Is the rental covering the mortgage on the other properties and will it continue to do so with interest rate hikes?


----------



## phoenix_n (5 Sep 2006)

daithi04 said:


> Hi all,
> I bought my first investment property 3 years ago and carried on from there and I now have 4 residential properties, 2 houses and 2 apartments. Obviously with the growth in the market over the past 3 years my first property has gone up in value, from the initial purchase price of €240K to €335K. My current mortgage on the property is now at €198K. My question is would it be advisable to sell this particular property (making a net profit of about €110K), bank some of the money and buy again? I don't want to release the equity because the rent wouldn't cover the mortgage which it does now. I am thinking along these lines because rates are going up and the market is obviously slowing slightly so a small proportion of the cash I make would help me look after the other properties as rates rise etc. Also I'm only 32 so I have time to still work away on my portfolio and continue buying etc. Any advice would be greatly appreciated.
> David


 
Since your purchases are all relatively recent i would be concerned with your latter purchases as you may not have a sufficient cushion to offset rate rises. My advice would be to sell your first property and use this to reduce your re-payments on the other 3.


----------



## sport (5 Sep 2006)

If you have purchased 4 properties in 3 years I assume you used one to borrow for the next and that your overall loan to value ratio is probably quite high.  If this is the case you should be cautious about how exposed you are.  Certainly selling one property will reduce your exposure but you should probably step back and view your overall situation rather than concentrating on one property.


----------



## liteweight (5 Sep 2006)

sport said:


> If you have purchased 4 properties in 3 years I assume you used one to borrow for the next and that your overall loan to value ratio is probably quite high.  If this is the case you should be cautious about how exposed you are.  Certainly selling one property will reduce your exposure but you should probably step back and view your overall situation rather than concentrating on one property.

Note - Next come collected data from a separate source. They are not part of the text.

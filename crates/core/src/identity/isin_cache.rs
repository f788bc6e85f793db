//! Name to ISIN reconciliation cache.
//!
//! Brokerage exports spell stock names and fill in ISINs inconsistently.
//! The cache keeps the first name/ISIN pair it sees for each key and
//! reports later disagreements instead of overwriting: first write wins,
//! every conflict is logged for audit.

use std::collections::HashMap;

use log::warn;

/// Friendlier display names for a few well-known ISINs.
const FAST_ISIN: [(&str, &str); 2] = [
    ("NL0000009538", "PHILIPS"), // KON.PHILIPS N.V.
    ("DE0005200000", "BEIERSDORF"),
];

/// One `update` call, as observed: (isin, name).
#[derive(Debug, Clone, PartialEq, Eq)]
pub struct Observation {
    pub isin: String,
    pub name: String,
}

/// Bidirectional name/ISIN registry.
///
/// Owned by the caller and passed by `&mut` wherever reconciliation
/// happens, so there is exactly one authoritative instance per run.
#[derive(Debug, Default)]
pub struct IsinCache {
    by_name: HashMap<String, String>,
    by_isin: HashMap<String, String>,
    log: Vec<Observation>,
    bogus: Vec<String>,
    last_error: String,
}

impl IsinCache {
    pub fn new() -> Self {
        Self::default()
    }

    /// Reconciles `name` with `isin` and returns the pair to use.
    ///
    /// - empty `name`: nothing to resolve, returns `(name, "")`
    /// - empty `isin`: lookup only, returns the cached ISIN for `name` or `""`
    /// - known `isin`: returns `(name, isin)`; a different recorded name is
    ///   a conflict
    /// - known `name` with another ISIN: the cached ISIN is returned and the
    ///   disagreement is a conflict
    /// - otherwise the pair is registered both ways
    pub fn update(&mut self, name: &str, isin: &str) -> (String, String) {
        self.log.push(Observation {
            isin: isin.to_string(),
            name: name.to_string(),
        });
        let resolved = self.resolve(name, isin);
        if !self.last_error.is_empty() {
            warn!("{}", self.last_error);
            self.bogus.push(self.last_error.clone());
        }
        resolved
    }

    fn resolve(&mut self, name: &str, isin: &str) -> (String, String) {
        self.last_error.clear();
        if name.is_empty() {
            return (String::new(), String::new());
        }
        if isin.is_empty() {
            let cached = self.by_name.get(name).cloned().unwrap_or_default();
            return (name.to_string(), cached);
        }
        if let Some(there) = self.by_isin.get(isin) {
            if there != name {
                self.last_error = format!("ISIN {} is not '{}', but {}", isin, name, there);
            }
            return (name.to_string(), isin.to_string());
        }
        if let Some(isin_there) = self.by_name.get(name) {
            let isin_there = isin_there.clone();
            if isin_there != isin {
                self.last_error = format!("ISIN for {} expected as '{}'", name, isin_there);
            }
            return (name.to_string(), isin_there);
        }
        self.by_name.insert(name.to_string(), isin.to_string());
        self.by_isin.insert(isin.to_string(), name.to_string());
        (name.to_string(), isin.to_string())
    }

    /// Conflict message of the most recent `update`, empty if none.
    pub fn last_error(&self) -> &str {
        &self.last_error
    }

    /// Every conflict detected so far, oldest first.
    pub fn conflicts(&self) -> &[String] {
        &self.bogus
    }

    /// Every `update` call so far, oldest first.
    pub fn observations(&self) -> &[Observation] {
        &self.log
    }

    pub fn isin_for(&self, name: &str) -> Option<&str> {
        self.by_name.get(name).map(String::as_str)
    }

    pub fn name_for(&self, isin: &str) -> Option<&str> {
        self.by_isin.get(isin).map(String::as_str)
    }

    /// Registered (name, isin) pairs sorted by name.
    pub fn stock_names(&self) -> Vec<(&str, &str)> {
        let mut names: Vec<(&str, &str)> = self
            .by_name
            .iter()
            .map(|(name, isin)| (name.as_str(), isin.as_str()))
            .collect();
        names.sort_unstable();
        names
    }
}

/// Display name for a handful of well-known ISINs, or `""`.
///
/// Does not consult any cache.
pub fn shorthand(isin: &str) -> &'static str {
    FAST_ISIN
        .iter()
        .find(|(code, _)| *code == isin)
        .map(|(_, name)| *name)
        .unwrap_or("")
}
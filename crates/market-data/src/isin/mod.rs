//! ISIN checksum and validation (ISO 6166).
//!
//! An ISIN is a 12-character code: a two-letter country code, a nine
//! character alphanumeric security identifier and a trailing check digit.
//! The check digit is a Luhn variant computed over the decimal expansion
//! of the first eleven characters, where `0..9` map to themselves and
//! `A..Z` map to `10..35`.
//!
//! ```
//! use netstocked_market_data::isin::{checksum, is_valid};
//!
//! assert!(is_valid("US0378331005"));
//! assert_eq!(checksum("US037833100").as_deref(), Some("US0378331005"));
//! ```

use std::fmt;

use serde::{Deserialize, Serialize};


/// Length of a complete ISIN code, check digit included.
pub const ISIN_LENGTH: usize = 12;

/// Length of an ISIN without its check digit.
pub const ISIN_BODY_LENGTH: usize = ISIN_LENGTH - 1;

/// Placeholder appended to an 11-character body before recomputing.
const CHECK_PLACEHOLDER: char = '0';

/// Value of one ISIN character in the `0-9A-Z` ordering.
fn char_value(c: char) -> Option<u32> {
    match c {
        '0'..='9' => c.to_digit(10),
        'A'..='Z' => Some(c as u32 - 'A' as u32 + 10),
        _ => None,
    }
}

fn digit_sum(n: u32) -> u32 {
    n / 10 + n % 10
}

/// Check digit over the first eleven characters of a 12-character code.
///
/// The character at the check position is ignored. Returns `None` when the
/// input length is not 12 or a character falls outside `0-9A-Z`.
pub fn isin_checksum_digit(code: &str) -> Option<u8> {
    let chars: Vec<char> = code.chars().collect();
    if chars.len() != ISIN_LENGTH {
        return None;
    }

    let mut expansion = String::with_capacity(ISIN_BODY_LENGTH * 2);
    for c in &chars[..ISIN_BODY_LENGTH] {
        expansion.push_str(&char_value(*c)?.to_string());
    }

    let sum: u32 = expansion
        .chars()
        .rev()
        .enumerate()
        .map(|(idx, c)| {
            let d = c.to_digit(10).unwrap_or(0);
            // 1-based odd positions after reversal get doubled
            if idx % 2 == 0 {
                digit_sum(2 * d)
            } else {
                d
            }
        })
        .sum();

    Some(((10 - sum % 10) % 10) as u8)
}

/// Computes the check digit of a 12-character code and rebuilds the code
/// with that digit in the last position.
///
/// Returns `None` ("not computable") for any other length.
pub fn checksum_digit(code: &str) -> Option<(u8, String)> {
    let digit = isin_checksum_digit(code)?;
    let body: String = code.chars().take(ISIN_BODY_LENGTH).collect();
    Some((digit, format!("{}{}", body, digit)))
}

/// Whether `code` is a complete ISIN whose last character matches the
/// check digit of the first eleven. Case-sensitive.
pub fn is_valid(code: &str) -> bool {
    match checksum_digit(code) {
        Some((_, rebuilt)) => rebuilt == code,
        None => false,
    }
}

/// Returns the 12-character code with a freshly computed check digit.
///
/// Accepts an 11-character body or a full 12-character code (whose last
/// character is replaced). Any other length is not computable.
pub fn checksum(code: &str) -> Option<String> {
    let body: String = match code.chars().count() {
        ISIN_BODY_LENGTH => code.to_string(),
        ISIN_LENGTH => code.chars().take(ISIN_BODY_LENGTH).collect(),
        _ => return None,
    };
    let placeholder = format!("{}{}", body, CHECK_PLACEHOLDER);
    let digit = isin_checksum_digit(&placeholder)?;
    Some(format!("{}{}", body, digit))
}

/// An ISIN as observed in a data source, valid or not.
///
/// Displays as the code itself when valid, otherwise as `-`.
#[derive(Debug, Clone, PartialEq, Eq, Hash, Serialize, Deserialize)]
pub struct Isin(String);

impl Isin {
    pub fn new(code: impl Into<String>) -> Self {
        Self(code.into())
    }

    pub fn as_str(&self) -> &str {
        &self.0
    }

    pub fn is_valid(&self) -> bool {
        is_valid(&self.0)
    }

    /// Two-letter country prefix, if the code is long enough.
    pub fn country_code(&self) -> Option<&str> {
        self.0.get(..2)
    }

    pub fn checksum_digit(&self) -> Option<(u8, String)> {
        checksum_digit(&self.0)
    }
}

impl fmt::Display for Isin {
    fn fmt(&self, f: &mut fmt::Formatter<'_>) -> fmt::Result {
        if self.is_valid() {
            write!(f, "{}", self.0)
        } else {
            write!(f, "-")
        }
    }
}

impl From<&str> for Isin {
    fn from(code: &str) -> Self {
        Self::new(code)
    }
}
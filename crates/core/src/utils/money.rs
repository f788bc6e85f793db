use rust_decimal::Decimal;

use crate::constants::DISPLAY_DECIMAL_PRECISION;

/// Width of a formatted money column
const MONEY_WIDTH: usize = 10;

/// Formats an amount right-aligned in a 10 character column with 2 decimals.
pub fn money_string(value: Decimal) -> String {
    format!(
        "{:>width$.prec$}",
        value.round_dp(DISPLAY_DECIMAL_PRECISION),
        width = MONEY_WIDTH,
        prec = DISPLAY_DECIMAL_PRECISION as usize
    )
}

/// Empty string for a missing value.
pub fn known_str(value: Option<&str>) -> &str {
    value.unwrap_or("")
}
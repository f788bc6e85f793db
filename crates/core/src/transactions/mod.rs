//! Transactions module - sheet layout, row models, normalization and views.

mod columns;
mod ledger;
mod normalizer;
mod transaction_view;
mod transactions_errors;
mod transactions_model;



#[cfg(test)]
mod transaction_view_tests;

pub use columns::{Column, ColumnLayout};
pub use ledger::Ledger;
pub use normalizer::{normalize, NormalizerConfig, TransactionNormalizer};
pub use transaction_view::{stock_string, to_json, Transaction, TransactionJson};
pub use transactions_errors::{TransactionError, TransactionResult};
pub use transactions_model::{
    Cell, CellType, CellValue, Direction, LedgerEntry, ProvisionalEntry, RawRow, Tax, NO_TAX,
};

Completely agree. I would do as Phoenix suggests unless your loan to value ratio is really low.


----------



## G123 (5 Sep 2006)

If I'm reading you right, you plan to sell an Irish Property to free up cashflow then take out a new mortgage to buy another.

I don't think this makes sense. Stamp Duty alone would kill this idea.

On the other hand, freeing up money to do something else does make sense. Particularly if your'e making a profit...


----------



## daithi04 (6 Sep 2006)

Thanks for the replies. I didn't cross any properties against other properties. All properties were bought by paying deposits so LTV is quite good. Here's the figures:
Prop 1 (the one I am thinking of off loading) Value 335K loan 198K
Prop 2 Value 375K loan 264K
Prop 3 Value 270K loan 250K
Prop 4 Value 195K loan 139K

I understand that it seems stupid to sell a property to buy another by if the profit is there is it still not a good thing to do?
The figure I am using to work it out are as follows:
Sell for 335K making gross profit of 137K
Minus selling fee & solicitor 5K = 132K
Take away initial stamp and other expenses for the year and then work out Capital gains at 25K - Net profit 107K
Buy a 3 bed house in Carlow for example 275K, my outlay 10% plus 5% stamp plus solicitor fees 45K leaving me still with 4 properties and 62K in the bank? From this I could keep a small amount aside if I need to add to the rental incomes of the other properties while rates are on the up. 
Am I mad?
Dave


----------



## money man (6 Sep 2006)

Daithi, 
I fear for you! Equity of 20k in a house worth 270k that would mean you have made a loss on this investment thus far! (fees, stamp duty etc). Just one observation. Your investments are very recent and all have a relatively high loan to value. If interest rates go up by a further 2% you will have seriously high repayments. WIll you be able for that? Do you want to supplement your investments from your income?
Why are you so preoccupied with teh number of properties you have? I think alot of people like to chat down the pub about how many properties they have but really know s.f.a about property or investing. (no offence) 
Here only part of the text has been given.